Luersen: Technology will have a meaningful impact on hotel operations over the next several years, but not by replacing hospitality. Instead, it will reshape how and where human interaction happens. At the same time, cost pressures, labor dynamics and owner expectations will continue to demand disciplined execution.
Roby: Looking ahead, we’re going to see continued integration of AI across the entire commercial operation from marketing and revenue management to day-to-day operations. It’s going to drive efficiency and smarter decision-making, but the real advantage will come from how operators apply it strategically. At the same time, there’s a clear shift toward experiential hospitality. Hotels are evolving into curators of place, not just providers of rooms, and that mindset is reshaping everything from programming to partnerships.Guest expectations are evolving as well, particularly around wellness and lifestyle. There’s growing interest in things like low- and no-alcohol offerings, more intentional travel, and experiences that support overall well-being.
Sims: Looking ahead, I think the biggest forces shaping hotel operations will be AI, labor transformation, personalization and continued cost pressure. We see a clear shift toward more advanced automation, better use of data and more integrated technologies that support both operational efficiency and the guest journey. AI, in particular, is going to play a meaningful role in how hotels analyze demand, personalize experiences and streamline day-to-day workflows.

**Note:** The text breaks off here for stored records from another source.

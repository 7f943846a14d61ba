//! HTTP route handlers.

use askama::Template;
use axum::body::Bytes;
use axum::{
    Json, Router,
    extract::{Path, Query, State},
    http::{HeaderMap, StatusCode, header},
    response::{Html, IntoResponse, Redirect, Response},
    routing::{get, post},
};
use chrono::Utc;
use serde::de::DeserializeOwned;
use tower_http::trace::TraceLayer;
use tracing::debug;

use crate::domain::{BookingDetails, BookingError, BookingFormData, BookingId, BookingStatus};
use crate::session::{GuardDecision, GuardedView, SessionClaims};

use super::dto::*;
use super::error::AppError;
use super::state::AppState;
use super::templates::*;

/// Header carrying the user id set by the upstream identity provider.
pub const USER_ID_HEADER: &str = "x-user-id";

const DEFAULT_PLACE_LIMIT: usize = 5;
const MAX_PLACE_LIMIT: usize = 20;

/// Create the application router.
pub fn create_router(state: AppState) -> Router {
    Router::new()
        .route("/", get(index_page))
        .route("/health", get(health))
        .route("/api/places/search", get(search_places))
        .route("/api/fares/estimate", get(estimate_fare))
        .route("/api/bookings", post(create_booking))
        .route("/api/bookings/:id", get(get_booking))
        .route("/api/bookings/:id/cancel", post(cancel_booking))
        .route("/api/bookings/:id/start", post(start_journey))
        .route("/api/bookings/:id/complete", post(complete_journey))
        .route("/api/bookings/:id/reprice", post(reprice_booking))
        .route("/api/payments/intent", post(create_payment_intent))
        .route("/api/payments/confirm", post(confirm_payment))
        .route("/booking/confirmation", get(confirmation_page))
        .route("/booking/track", get(tracking_page))
        .route("/logout", post(logout))
        .layer(TraceLayer::new_for_http())
        .with_state(state)
}

/// Health check endpoint.
async fn health() -> &'static str {
    "ok"
}

/// Booking entry page.
async fn index_page(State(state): State<AppState>) -> Result<Html<String>, AppError> {
    let config = state.bookings.config();
    render(&IndexTemplate {
        per_km: config.rates.per_km,
        per_stop: config.rates.per_stop,
        return_discount_pct: (config.rates.return_discount * 100.0).round() as u32,
        max_passengers: config.rules.max_passengers,
    })
}

fn render<T: Template>(template: &T) -> Result<Html<String>, AppError> {
    template.render().map(Html).map_err(|e| AppError::Internal {
        message: format!("Template error: {e}"),
    })
}

/// Parse a JSON body, logging it on failure.
fn parse_json<T: DeserializeOwned>(body: &Bytes) -> Result<T, AppError> {
    serde_json::from_slice(body).map_err(|e| {
        debug!(error = %e, body = %String::from_utf8_lossy(body), "rejected JSON body");
        AppError::BadRequest {
            message: format!("Invalid JSON: {e}"),
            field: None,
        }
    })
}

/// User id from the identity provider, if the request is authenticated.
fn user_id(headers: &HeaderMap) -> Option<String> {
    headers
        .get(USER_ID_HEADER)
        .and_then(|v| v.to_str().ok())
        .map(str::trim)
        .filter(|v| !v.is_empty())
        .map(str::to_string)
}

/// Suggest places for a partially typed location.
async fn search_places(
    State(state): State<AppState>,
    Query(req): Query<PlaceSearchRequest>,
) -> Result<Json<PlaceSearchResponse>, AppError> {
    let query = req.q.trim();
    if query.is_empty() {
        return Ok(Json(PlaceSearchResponse { places: Vec::new() }));
    }

    let limit = req.limit.unwrap_or(DEFAULT_PLACE_LIMIT).min(MAX_PLACE_LIMIT);
    let places = state.places.search_places(query, limit).await?;
    Ok(Json(PlaceSearchResponse { places }))
}

/// Price a leg at the current rates without creating a booking.
async fn estimate_fare(
    State(state): State<AppState>,
    Query(req): Query<FareEstimateRequest>,
) -> Result<Response, AppError> {
    let breakdown = state.bookings.rates().quote(
        req.distance_km,
        req.stops.unwrap_or(0),
        req.return_journey.unwrap_or(false),
    )?;
    Ok(Json(breakdown).into_response())
}

async fn create_booking(
    State(state): State<AppState>,
    headers: HeaderMap,
    body: Bytes,
) -> Result<Response, AppError> {
    let form: BookingFormData = parse_json(&body)?;
    let booking = state
        .bookings
        .submit_booking(&form, user_id(&headers))
        .await?;
    Ok((StatusCode::CREATED, Json(booking)).into_response())
}

async fn get_booking(
    State(state): State<AppState>,
    Path(id): Path<String>,
) -> Result<Json<BookingDetails>, AppError> {
    let booking = state.bookings.get_booking(&BookingId::new(id)).await?;
    Ok(Json(booking))
}

async fn cancel_booking(
    State(state): State<AppState>,
    headers: HeaderMap,
    Path(id): Path<String>,
) -> Result<Response, AppError> {
    let booking = state.bookings.cancel_booking(&BookingId::new(id)).await?;
    Ok(ending_session(&state, &headers, booking))
}

async fn complete_journey(
    State(state): State<AppState>,
    headers: HeaderMap,
    Path(id): Path<String>,
) -> Result<Response, AppError> {
    let booking = state.bookings.complete_journey(&BookingId::new(id)).await?;
    Ok(ending_session(&state, &headers, booking))
}

/// Respond with a booking that has finished, removing the session cookie if it referred to it.
fn ending_session(state: &AppState, headers: &HeaderMap, booking: BookingDetails) -> Response {
    let holds_booking = state
        .sessions
        .current(headers)
        .is_some_and(|claims| claims.is_for(&booking.id));

    if holds_booking {
        ([(header::SET_COOKIE, state.sessions.clear_cookie())], Json(booking)).into_response()
    } else {
        Json(booking).into_response()
    }
}

async fn start_journey(
    State(state): State<AppState>,
    headers: HeaderMap,
    Path(id): Path<String>,
) -> Result<Response, AppError> {
    let booking = state.bookings.start_journey(&BookingId::new(id)).await?;

    let claims = session_for(&state, &headers, &booking.id).with_journey_in_progress(&booking.id);
    let cookie = state.sessions.set_cookie(&claims)?;
    Ok(([(header::SET_COOKIE, cookie)], Json(booking)).into_response())
}

async fn reprice_booking(
    State(state): State<AppState>,
    Path(id): Path<String>,
) -> Result<Json<BookingDetails>, AppError> {
    let booking = state.bookings.reprice_booking(&BookingId::new(id)).await?;
    Ok(Json(booking))
}

/// The request's session if it is unbound or already refers to `id`, otherwise a fresh one.
///
/// Paying for a second booking replaces the session for the first.
fn session_for(state: &AppState, headers: &HeaderMap, id: &BookingId) -> SessionClaims {
    let now = Utc::now();
    match state.sessions.current(headers) {
        Some(claims) if claims.booking_id.is_none() || claims.is_for(id) => claims,
        _ => state.sessions.start(user_id(headers), now),
    }
}

/// Create a payment intent for a pending booking's total.
async fn create_payment_intent(
    State(state): State<AppState>,
    body: Bytes,
) -> Result<Json<CreateIntentResponse>, AppError> {
    let req: CreateIntentRequest = parse_json(&body)?;
    let booking = state
        .bookings
        .get_booking(&BookingId::new(req.booking_id))
        .await?;

    if booking.status != BookingStatus::Pending {
        return Err(AppError::Conflict {
            message: format!("booking {} is {}, not awaiting payment", booking.id, booking.status),
        });
    }

    let intent = state
        .payments
        .create_intent(booking.id.as_str(), booking.total_fare_minor())
        .await?;
    debug!(booking_id = %booking.id, intent_id = %intent.id, "payment intent created");

    Ok(Json(intent.into()))
}

/// Confirm a booking using the processor's record of the payment.
async fn confirm_payment(
    State(state): State<AppState>,
    headers: HeaderMap,
    body: Bytes,
) -> Result<Response, AppError> {
    let req: ConfirmPaymentRequest = parse_json(&body)?;
    let id = BookingId::new(req.booking_id);

    // Never trust the browser's word for the amount: ask the processor
    let signal = state.payments.retrieve_signal(&req.payment_intent_id).await?;

    match state.bookings.confirm_payment(&id, &signal).await {
        Ok(booking) => {
            let claims = session_for(&state, &headers, &booking.id).with_payment_confirmed(&booking.id);
            let cookie = state.sessions.set_cookie(&claims)?;
            Ok((
                [(header::SET_COOKIE, cookie)],
                Json(ConfirmPaymentResponse::confirmed(booking)),
            )
                .into_response())
        }
        Err(e @ (BookingError::NotFound(_) | BookingError::Store(_))) => Err(e.into()),
        Err(e) => {
            let status = state.bookings.get_booking(&id).await.ok().map(|b| b.status);
            let err = AppError::from(e);
            Ok((
                err.status(),
                Json(ConfirmPaymentResponse::failed(status, err.message())),
            )
                .into_response())
        }
    }
}

async fn confirmation_page(
    State(state): State<AppState>,
    headers: HeaderMap,
) -> Result<Response, AppError> {
    guarded_page(&state, &headers, GuardedView::Confirmation).await
}

async fn tracking_page(
    State(state): State<AppState>,
    headers: HeaderMap,
) -> Result<Response, AppError> {
    guarded_page(&state, &headers, GuardedView::Tracking).await
}

/// Render `view` if the session allows it and the booking is still in a fitting state.
async fn guarded_page(
    state: &AppState,
    headers: &HeaderMap,
    view: GuardedView,
) -> Result<Response, AppError> {
    let Some(id) = state.sessions.gate(view, headers) else {
        return Ok(redirect_home(state, false));
    };

    let booking = match state.bookings.get_booking(&id).await {
        Ok(booking) => booking,
        Err(BookingError::NotFound(_)) => return Ok(redirect_home(state, true)),
        Err(e) => return Err(e.into()),
    };

    match view.decide(id, booking.status) {
        GuardDecision::Allow(_) => {
            let booking = BookingView::from_booking(&booking);
            let html = match view {
                GuardedView::Confirmation => render(&ConfirmationTemplate { booking })?,
                GuardedView::Tracking => render(&TrackingTemplate { booking })?,
            };
            Ok(html.into_response())
        }
        GuardDecision::Redirect { clear } => Ok(redirect_home(state, clear)),
    }
}

/// 303 to the booking entry page, optionally removing the session cookie.
fn redirect_home(state: &AppState, clear: bool) -> Response {
    if clear {
        (
            [(header::SET_COOKIE, state.sessions.clear_cookie())],
            Redirect::to("/"),
        )
            .into_response()
    } else {
        Redirect::to("/").into_response()
    }
}

async fn logout(State(state): State<AppState>) -> Response {
    redirect_home(&state, true)
}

At the same time, operators will need to become more sophisticated in managing demand segmentation and total profitability. Modest top-line growth alone will not be enough to offset rising expenses, so faster, streamlined decision-making and a broader commercial mindset will be key factors for success.
Walworth: Without a doubt, operators that successfully leverage AI to create value for owners will move well ahead of those that do not. At HEI, we’ve already begun harnessing AI’s potential across our organization, enabling our teams to respond to leads more quickly, strengthen recruiting efforts, reduce call volumes, organize and renegotiate contracts, and automate administrative tasks. Most importantly, these tools are helping our teams become better and more effective every day.
We also expect AI to play an increasingly dominant role in the booking landscape. Today, we’re actively focused on ensuring our hotels are properly positioned for AI’s growing influence in the research and discovery phase, where traveler behavior is already changing. At the same time, the technology is moving steadily closer to conversion, and over time AI-powered searches are likely to drive a greater share of direct bookings. Preparing for that shift now, rather than waiting for it to arrive, will be critical for operators.
Webb: AI, search, answer and agentic booking capabilities will be a game changer. Technology and automation will reshape hospitality more in the next couple years than in the prior 20. AI driven forecasting, smart labor optimization and personalized guest service tools will become central to both operational efficiency and competitive differentiation.
In South Florida, event driven tourism is poised to have an outsized impact. The market’s growing calendar—including global events like the FIFA World Cup 2026, major sports championships and expanding convention activity—is already influencing booking patterns and compression.